▸ Data entries:
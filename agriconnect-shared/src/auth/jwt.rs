/// JWT token generation and validation module
///
/// Access tokens are signed with HS256 (HMAC-SHA256) and carry the user id
/// as the subject claim. Admin status is deliberately NOT embedded in the
/// token: it is re-read from the database on every request, so a demotion
/// takes effect immediately rather than at token expiry.
///
/// # Security
///
/// - **Algorithm**: HS256 (HMAC with SHA-256)
/// - **Expiration**: 24 hours by default
/// - **Validation**: Signature, expiration, and issuer checks
/// - **Secret Management**: Secrets should be at least 32 bytes (256 bits)
///
/// # Example
///
/// ```
/// use agriconnect_shared::auth::jwt::{create_token, validate_token, Claims};
///
/// # fn example() -> Result<(), Box<dyn std::error::Error>> {
/// let claims = Claims::new(42);
/// let token = create_token(&claims, "your-secret-key-at-least-32-bytes")?;
///
/// let validated = validate_token(&token, "your-secret-key-at-least-32-bytes")?;
/// assert_eq!(validated.sub, 42);
/// # Ok(())
/// # }
/// ```

use chrono::{Duration, Utc};
use jsonwebtoken::{decode, encode, Algorithm, DecodingKey, EncodingKey, Header, Validation};
use serde::{Deserialize, Serialize};

/// Error type for JWT operations
#[derive(Debug, thiserror::Error)]
pub enum JwtError {
    /// Failed to create token
    #[error("Failed to create token: {0}")]
    CreateError(String),

    /// Failed to validate token
    #[error("Failed to validate token: {0}")]
    ValidationError(String),

    /// Token has expired
    #[error("Token has expired")]
    Expired,

    /// Invalid issuer
    #[error("Invalid issuer")]
    InvalidIssuer,
}

/// JWT claims structure
///
/// # Claims
///
/// - `sub`: Subject (user id)
/// - `iss`: Issuer (always "agriconnect")
/// - `iat`: Issued at timestamp
/// - `exp`: Expiration timestamp
/// - `nbf`: Not before timestamp
#[derive(Debug, Clone, Serialize, Deserialize)]
pub struct Claims {
    /// Subject - user id
    pub sub: i64,

    /// Issuer - always "agriconnect"
    pub iss: String,

    /// Issued at (Unix timestamp)
    pub iat: i64,

    /// Expiration time (Unix timestamp)
    pub exp: i64,

    /// Not before (Unix timestamp)
    pub nbf: i64,
}

/// Default access token lifetime
const TOKEN_LIFETIME_HOURS: i64 = 24;

impl Claims {
    /// Creates new claims with the default 24-hour expiration
    pub fn new(user_id: i64) -> Self {
        Self::with_expiration(user_id, Duration::hours(TOKEN_LIFETIME_HOURS))
    }

    /// Creates claims with a custom expiration
    ///
    /// # Example
    ///
    /// ```
    /// use agriconnect_shared::auth::jwt::Claims;
    /// use chrono::Duration;
    ///
    /// let claims = Claims::with_expiration(7, Duration::hours(1));
    /// assert_eq!(claims.sub, 7);
    /// ```
    pub fn with_expiration(user_id: i64, expires_in: Duration) -> Self {
        let now = Utc::now();
        let expiration = now + expires_in;

        Self {
            sub: user_id,
            iss: "agriconnect".to_string(),
            iat: now.timestamp(),
            exp: expiration.timestamp(),
            nbf: now.timestamp(),
        }
    }

    /// Checks if the token has expired
    pub fn is_expired(&self) -> bool {
        Utc::now().timestamp() >= self.exp
    }
}

/// Creates a JWT token from claims
///
/// Signs the token using HS256 with the provided secret.
///
/// # Errors
///
/// Returns `JwtError::CreateError` if token creation fails
pub fn create_token(claims: &Claims, secret: &str) -> Result<String, JwtError> {
    let header = Header::new(Algorithm::HS256);
    let key = EncodingKey::from_secret(secret.as_bytes());

    encode(&header, claims, &key)
        .map_err(|e| JwtError::CreateError(format!("Token encoding failed: {}", e)))
}

/// Validates a JWT token and extracts claims
///
/// Verifies:
/// - Signature is valid
/// - Token hasn't expired
/// - Issuer is "agriconnect"
/// - Token is not used before its nbf time
///
/// # Errors
///
/// Returns an error if the signature is invalid, the token has expired, or
/// the issuer doesn't match.
pub fn validate_token(token: &str, secret: &str) -> Result<Claims, JwtError> {
    let key = DecodingKey::from_secret(secret.as_bytes());

    let mut validation = Validation::new(Algorithm::HS256);
    validation.set_issuer(&["agriconnect"]);
    validation.validate_exp = true;
    validation.validate_nbf = true;

    let token_data = decode::<Claims>(token, &key, &validation).map_err(|e| match e.kind() {
        jsonwebtoken::errors::ErrorKind::ExpiredSignature => JwtError::Expired,
        jsonwebtoken::errors::ErrorKind::InvalidIssuer => JwtError::InvalidIssuer,
        _ => JwtError::ValidationError(format!("Token validation failed: {}", e)),
    })?;

    Ok(token_data.claims)
}

#[cfg(test)]
mod tests {
    use super::*;

    #[test]
    fn test_claims_creation() {
        let claims = Claims::new(42);

        assert_eq!(claims.sub, 42);
        assert_eq!(claims.iss, "agriconnect");
        assert!(!claims.is_expired());
    }

    #[test]
    fn test_create_and_validate_token() {
        let secret = "test-secret-key-at-least-32-bytes-long";

        let claims = Claims::new(7);
        let token = create_token(&claims, secret).expect("Should create token");

        let validated = validate_token(&token, secret).expect("Should validate token");
        assert_eq!(validated.sub, 7);
        assert_eq!(validated.iss, "agriconnect");
    }

    #[test]
    fn test_validate_with_wrong_secret() {
        let claims = Claims::new(1);
        let token = create_token(&claims, "secret1").expect("Should create token");

        let result = validate_token(&token, "wrong-secret");
        assert!(result.is_err());
    }

    #[test]
    fn test_validate_expired_token() {
        let secret = "test-secret";

        let claims = Claims::with_expiration(1, Duration::seconds(-3600));
        assert!(claims.is_expired());

        let token = create_token(&claims, secret).expect("Should create token");
        let result = validate_token(&token, secret);

        assert!(result.is_err());
        assert!(matches!(result.unwrap_err(), JwtError::Expired));
    }
}
//! promosync API Server Entry Point
//!
//! Loads configuration, connects and migrates both databases, starts the
//! rebuild consumer and serves HTTP until Ctrl-C.

use std::net::SocketAddr;

use prometheus::Registry;
use promosync_api::telemetry::{init_tracing, TelemetryConfig};
use promosync_api::{build, create_router, spawn_cache_janitor, spawn_consumer, ApiError, ApiResult};
use promosync_core::SyncConfig;
use tokio::sync::watch;

#[tokio::main]
async fn main() -> ApiResult<()> {
    init_tracing(&TelemetryConfig::default())?;

    let config = SyncConfig::load()?;
    tracing::info!(environment = %config.environment, "Configuration loaded");

    let app = build(&config, Registry::new()).await?;

    let (shutdown_tx, shutdown_rx) = watch::channel(false);
    let mut tasks = vec![spawn_consumer(app.consumer, app.coordinator, shutdown_rx.clone())];
    if let Some(lmdb) = app.lmdb {
        tasks.push(spawn_cache_janitor(lmdb, config.cache.ttl(), shutdown_rx));
    }

    let addr: SocketAddr = config.http.bind.parse().map_err(|e| {
        ApiError::invalid_input(format!("Invalid bind address {}: {}", config.http.bind, e))
    })?;
    let listener = tokio::net::TcpListener::bind(addr)
        .await
        .map_err(|e| ApiError::internal_error(format!("Failed to bind {}: {}", addr, e)))?;
    tracing::info!(%addr, "Starting promosync API server");

    axum::serve(listener, create_router(app.state))
        .with_graceful_shutdown(async {
            if let Err(e) = tokio::signal::ctrl_c().await {
                tracing::error!(error = %e, "Failed to listen for shutdown signal");
            }
            tracing::info!("Shutdown signal received");
        })
        .await
        .map_err(|e| ApiError::internal_error(format!("Server error: {}", e)))?;

    // Receivers may already be gone if a task exited early.
    let _ = shutdown_tx.send(true);
    for task in tasks {
        if let Err(e) = task.await {
            tracing::warn!(error = %e, "Background task panicked");
        }
    }

    Ok(())
}
//! promosync Events - Notification Channel
//!
//! A single logical topic carrying [`SyncEvent`](promosync_core::SyncEvent)
//! notifications from the loader to the rebuild coordinator.
//!
//! # Delivery
//!
//! - Producers wait for the transport acknowledgment and retry transient
//!   send failures under a [`RetryPolicy`](promosync_core::RetryPolicy).
//! - Consumers handle one delivery at a time and commit its offset after
//!   the handler returns. A restarted consumer may see a delivery twice.
//!
//! # Transports
//!
//! - [`InMemoryBroker`]: process-local, for tests and single-node runs
//! - [`PgOutboxTransport`]: durable `sync_events` table in the primary database

mod consumer;
mod memory;
mod outbox;
mod producer;
mod transport;

pub use consumer::{Consumer, ConsumerStats, EventHandler};
pub use memory::InMemoryBroker;
pub use outbox::PgOutboxTransport;
pub use producer::{EventPublisher, Producer};
pub use transport::{Delivery, Subscription, Transport};

pub use promosync_core::SyncEvent;
//! Shared handler state.

use std::sync::Arc;
use std::time::Instant;

use prometheus::Registry;
use promosync_engine::PromotionService;
use promosync_storage::ReplicaStore;

use crate::telemetry::ApiMetrics;

/// State shared by every route.
#[derive(Clone)]
pub struct AppState {
    pub service: PromotionService,
    /// Direct replica handle for health reporting; lookups go through `service`.
    pub replica: Arc<dyn ReplicaStore>,
    pub metrics: ApiMetrics,
    /// Registry holding both engine and HTTP metrics.
    pub registry: Registry,
    pub started_at: Instant,
}

impl AppState {
    pub fn new(
        service: PromotionService,
        replica: Arc<dyn ReplicaStore>,
        metrics: ApiMetrics,
        registry: Registry,
    ) -> Self {
        Self {
            service,
            replica,
            metrics,
            registry,
            started_at: Instant::now(),
        }
    }
}
//! Postgres-backed stores using deadpool-postgres.
//!
//! Every multi-statement operation uses a `tokio_postgres` transaction that
//! rolls back when dropped and commits only on its success path.

use async_trait::async_trait;
use deadpool_postgres::{Config, ManagerConfig, Pool, PoolConfig, PoolError, RecyclingMethod, Runtime};
use promosync_core::{Promotion, RetryPolicy, StorageError, SyncError, SyncResult};
use tokio_postgres::error::SqlState;
use tokio_postgres::types::ToSql;
use tokio_postgres::{NoTls, Row};

use crate::slots::{Slot, SlotAssignment};
use crate::traits::{PrimaryStore, ReplicaStore};

/// Rows per INSERT statement inside one batch transaction.
const INSERT_CHUNK_ROWS: usize = 5_000;

// ============================================================================
// CONNECTION
// ============================================================================

/// Create a connection pool for `url`.
pub fn create_pool(url: &str, pool_size: usize) -> SyncResult<Pool> {
    let mut cfg = Config::new();
    cfg.url = Some(url.to_string());
    cfg.manager = Some(ManagerConfig {
        recycling_method: RecyclingMethod::Fast,
    });
    cfg.pool = Some(PoolConfig::new(pool_size));

    let pool = cfg
        .create_pool(Some(Runtime::Tokio1), NoTls)
        .map_err(|e| StorageError::Connection {
            reason: format!("Failed to create pool: {}", e),
        })?;
    Ok(pool)
}

/// Check out a connection and run `SELECT 1`.
pub async fn probe(pool: &Pool) -> SyncResult<()> {
    let client = pool.get().await.map_err(pool_error)?;
    client
        .query_one("SELECT 1", &[])
        .await
        .map_err(|e| StorageError::Connection {
            reason: e.to_string(),
        })?;
    Ok(())
}

/// Create a pool and probe it, retrying under `policy`.
pub async fn connect_with_retry(url: &str, pool_size: usize, policy: RetryPolicy) -> SyncResult<Pool> {
    promosync_core::retry(policy, move || async move {
        let pool = create_pool(url, pool_size)?;
        probe(&pool).await?;
        Ok::<_, SyncError>(pool)
    })
    .await
    .map_err(|e| {
        tracing::error!(attempts = e.attempts, error = %e.last, "Giving up on database connection");
        SyncError::from(StorageError::Connection {
            reason: e.to_string(),
        })
    })
}

// ============================================================================
// ERROR MAPPING
// ============================================================================

pub(crate) fn pool_error(e: PoolError) -> StorageError {
    StorageError::Connection {
        reason: e.to_string(),
    }
}

pub(crate) fn query_error(operation: &'static str, e: tokio_postgres::Error) -> StorageError {
    StorageError::Query {
        operation,
        reason: e.to_string(),
    }
}

fn insert_error(operation: &'static str, id: Option<&str>, e: tokio_postgres::Error) -> StorageError {
    match (e.code(), id) {
        (Some(code), Some(id)) if *code == SqlState::UNIQUE_VIOLATION => StorageError::DuplicateKey {
            id: id.to_string(),
        },
        _ => query_error(operation, e),
    }
}

fn row_to_promotion(row: &Row) -> Result<Promotion, StorageError> {
    let decode = |e: tokio_postgres::Error| query_error("decode_row", e);
    Ok(Promotion {
        id: row.try_get("id").map_err(decode)?,
        price: row.try_get("price").map_err(decode)?,
        expiration_date: row.try_get("expiration_date").map_err(decode)?,
    })
}

fn count_from_row(row: &Row) -> Result<u64, StorageError> {
    let count: i64 = row.try_get(0).map_err(|e| query_error("count", e))?;
    Ok(count.max(0) as u64)
}

// ============================================================================
// PRIMARY
// ============================================================================

/// Primary store over the `promotions` table.
#[derive(Clone)]
pub struct PgPrimaryStore {
    pool: Pool,
}

impl PgPrimaryStore {
    pub fn new(pool: Pool) -> Self {
        Self { pool }
    }

    pub fn pool(&self) -> &Pool {
        &self.pool
    }
}

#[async_trait]
impl PrimaryStore for PgPrimaryStore {
    async fn clear(&self) -> SyncResult<()> {
        let client = self.pool.get().await.map_err(pool_error)?;
        client
            .execute("DELETE FROM promotions", &[])
            .await
            .map_err(|e| query_error("clear_primary", e))?;
        Ok(())
    }

    async fn insert(&self, promotion: &Promotion) -> SyncResult<()> {
        let mut client = self.pool.get().await.map_err(pool_error)?;
        let tx = client
            .transaction()
            .await
            .map_err(|e| query_error("begin_insert", e))?;
        tx.execute(
            "INSERT INTO promotions (id, price, expiration_date) VALUES ($1, $2, $3)",
            &[&promotion.id, &promotion.price, &promotion.expiration_date],
        )
        .await
        .map_err(|e| insert_error("insert_primary", Some(promotion.id.as_str()), e))?;
        tx.commit()
            .await
            .map_err(|e| StorageError::TransactionFailed {
                reason: e.to_string(),
            })?;
        Ok(())
    }

    async fn count(&self) -> SyncResult<u64> {
        let client = self.pool.get().await.map_err(pool_error)?;
        let row = client
            .query_one("SELECT COUNT(*) FROM promotions", &[])
            .await
            .map_err(|e| query_error("count_primary", e))?;
        Ok(count_from_row(&row)?)
    }

    async fn batch(&self, offset: u64, limit: u64) -> SyncResult<Vec<Promotion>> {
        let client = self.pool.get().await.map_err(pool_error)?;
        let limit = limit as i64;
        let offset = offset as i64;
        let rows = client
            .query(
                "SELECT id, price, expiration_date FROM promotions ORDER BY id LIMIT $1 OFFSET $2",
                &[&limit, &offset],
            )
            .await
            .map_err(|e| query_error("batch_primary", e))?;
        let promotions = rows
            .iter()
            .map(row_to_promotion)
            .collect::<Result<Vec<_>, _>>()?;
        Ok(promotions)
    }
}

// ============================================================================
// REPLICA
// ============================================================================

/// Replica store over `promotions_slot_{a,b,c}`, `replica_slots` and the
/// `promotions_live` view.
#[derive(Clone)]
pub struct PgReplicaStore {
    pool: Pool,
}

impl PgReplicaStore {
    pub fn new(pool: Pool) -> Self {
        Self { pool }
    }

    pub fn pool(&self) -> &Pool {
        &self.pool
    }
}

fn row_to_assignment(row: &Row) -> Result<SlotAssignment, StorageError> {
    let decode = |e: tokio_postgres::Error| query_error("decode_assignment", e);
    let live: String = row.try_get("live").map_err(decode)?;
    let shadow: String = row.try_get("shadow").map_err(decode)?;
    let retired: String = row.try_get("retired").map_err(decode)?;
    Ok(SlotAssignment {
        live: live.parse()?,
        shadow: shadow.parse()?,
        retired: retired.parse()?,
        generation: row.try_get("generation").map_err(decode)?,
    })
}

const SELECT_ASSIGNMENT: &str =
    "SELECT live, shadow, retired, generation FROM replica_slots WHERE singleton";

#[async_trait]
impl ReplicaStore for PgReplicaStore {
    async fn assignment(&self) -> SyncResult<SlotAssignment> {
        let client = self.pool.get().await.map_err(pool_error)?;
        let row = client
            .query_one(SELECT_ASSIGNMENT, &[])
            .await
            .map_err(|e| query_error("read_assignment", e))?;
        Ok(row_to_assignment(&row)?)
    }

    async fn clear_slot(&self, slot: Slot) -> SyncResult<()> {
        let client = self.pool.get().await.map_err(pool_error)?;
        client
            .batch_execute(&format!("TRUNCATE TABLE {}", slot.table()))
            .await
            .map_err(|e| query_error("clear_slot", e))?;
        Ok(())
    }

    async fn insert_batch(&self, slot: Slot, records: &[Promotion]) -> SyncResult<u64> {
        if records.is_empty() {
            return Ok(0);
        }

        let mut client = self.pool.get().await.map_err(pool_error)?;
        let tx = client
            .transaction()
            .await
            .map_err(|e| query_error("begin_insert_batch", e))?;

        let mut inserted = 0u64;
        for chunk in records.chunks(INSERT_CHUNK_ROWS) {
            let mut sql = format!(
                "INSERT INTO {} (id, price, expiration_date) VALUES ",
                slot.table()
            );
            let mut params: Vec<&(dyn ToSql + Sync)> = Vec::with_capacity(chunk.len() * 3);
            for (i, promotion) in chunk.iter().enumerate() {
                if i > 0 {
                    sql.push(',');
                }
                let base = i * 3;
                sql.push_str(&format!("(${}, ${}, ${})", base + 1, base + 2, base + 3));
                params.push(&promotion.id);
                params.push(&promotion.price);
                params.push(&promotion.expiration_date);
            }
            inserted += tx
                .execute(sql.as_str(), &params)
                .await
                .map_err(|e| insert_error("insert_batch", None, e))?;
        }

        tx.commit()
            .await
            .map_err(|e| StorageError::TransactionFailed {
                reason: e.to_string(),
            })?;
        Ok(inserted)
    }

    async fn rotate(&self, expected: &SlotAssignment) -> SyncResult<SlotAssignment> {
        let mut client = self.pool.get().await.map_err(pool_error)?;
        let tx = client
            .transaction()
            .await
            .map_err(|e| query_error("begin_rotate", e))?;

        let row = tx
            .query_one(format!("{} FOR UPDATE", SELECT_ASSIGNMENT).as_str(), &[])
            .await
            .map_err(|e| query_error("lock_assignment", e))?;
        let current = row_to_assignment(&row)?;
        if current != *expected {
            return Err(StorageError::SlotConflict {
                expected: expected.to_string(),
                found: current.to_string(),
            }
            .into());
        }

        let next = current.rotated();
        tx.execute(
            "UPDATE replica_slots
             SET live = $1, shadow = $2, retired = $3, generation = $4, rotated_at = now()
             WHERE singleton",
            &[
                &next.live.as_str(),
                &next.shadow.as_str(),
                &next.retired.as_str(),
                &next.generation,
            ],
        )
        .await
        .map_err(|e| query_error("update_assignment", e))?;

        tx.batch_execute(&format!(
            "CREATE OR REPLACE VIEW promotions_live AS SELECT id, price, expiration_date FROM {}",
            next.live.table()
        ))
        .await
        .map_err(|e| query_error("repoint_live_view", e))?;

        tx.commit()
            .await
            .map_err(|e| StorageError::TransactionFailed {
                reason: e.to_string(),
            })?;
        Ok(next)
    }

    async fn get_live(&self, id: &str) -> SyncResult<Option<Promotion>> {
        let client = self.pool.get().await.map_err(pool_error)?;
        let row = client
            .query_opt(
                "SELECT id, price, expiration_date FROM promotions_live WHERE id = $1",
                &[&id],
            )
            .await
            .map_err(|e| query_error("get_live", e))?;
        match row {
            Some(row) => Ok(Some(row_to_promotion(&row)?)),
            None => Ok(None),
        }
    }

    async fn count_slot(&self, slot: Slot) -> SyncResult<u64> {
        let client = self.pool.get().await.map_err(pool_error)?;
        let row = client
            .query_one(format!("SELECT COUNT(*) FROM {}", slot.table()).as_str(), &[])
            .await
            .map_err(|e| query_error("count_slot", e))?;
        Ok(count_from_row(&row)?)
    }

    async fn live_count(&self) -> SyncResult<(SlotAssignment, u64)> {
        let client = self.pool.get().await.map_err(pool_error)?;
        // One statement, one snapshot: the view and the assignment row are
        // repointed in the same transaction by `rotate`.
        let row = client
            .query_one(
                "SELECT live, shadow, retired, generation,
                        (SELECT COUNT(*) FROM promotions_live) AS live_records
                 FROM replica_slots WHERE singleton",
                &[],
            )
            .await
            .map_err(|e| query_error("live_count", e))?;
        let assignment = row_to_assignment(&row)?;
        let live_records: i64 = row
            .try_get("live_records")
            .map_err(|e| query_error("live_count", e))?;
        Ok((assignment, live_records.max(0) as u64))
    }
}

#[cfg(test)]
mod tests {
    use super::*;

    #[test]
    fn test_create_pool_rejects_bad_url() {
        // Pool creation parses the URL eagerly; connecting is lazy.
        let result = create_pool("not a url ::", 2);
        assert!(result.is_err());
    }

    #[tokio::test]
    async fn test_connect_with_retry_gives_up() {
        let policy = RetryPolicy::new(2, std::time::Duration::from_millis(1));
        let result = connect_with_retry("postgres://nobody@127.0.0.1:1/none", 1, policy).await;
        let err = result.err().map(|e| e.to_string()).unwrap_or_default();
        assert!(err.contains("after 2 attempts"), "unexpected: {}", err);
    }
}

▸ REQUIRED ACTION: Would you output, unchanged, each line from the start of the records to the line that holds "so a demotion", both included and nothing else?

▸ OUTPUT FOR THIS TASK:
filename agriconnect-shared/src/auth/jwt.rs
/// JWT token generation and validation module
///
/// Access tokens are signed with HS256 (HMAC-SHA256) and carry the user id
/// as the subject claim. Admin status is deliberately NOT embedded in the
/// token: it is re-read from the database on every request, so a demotion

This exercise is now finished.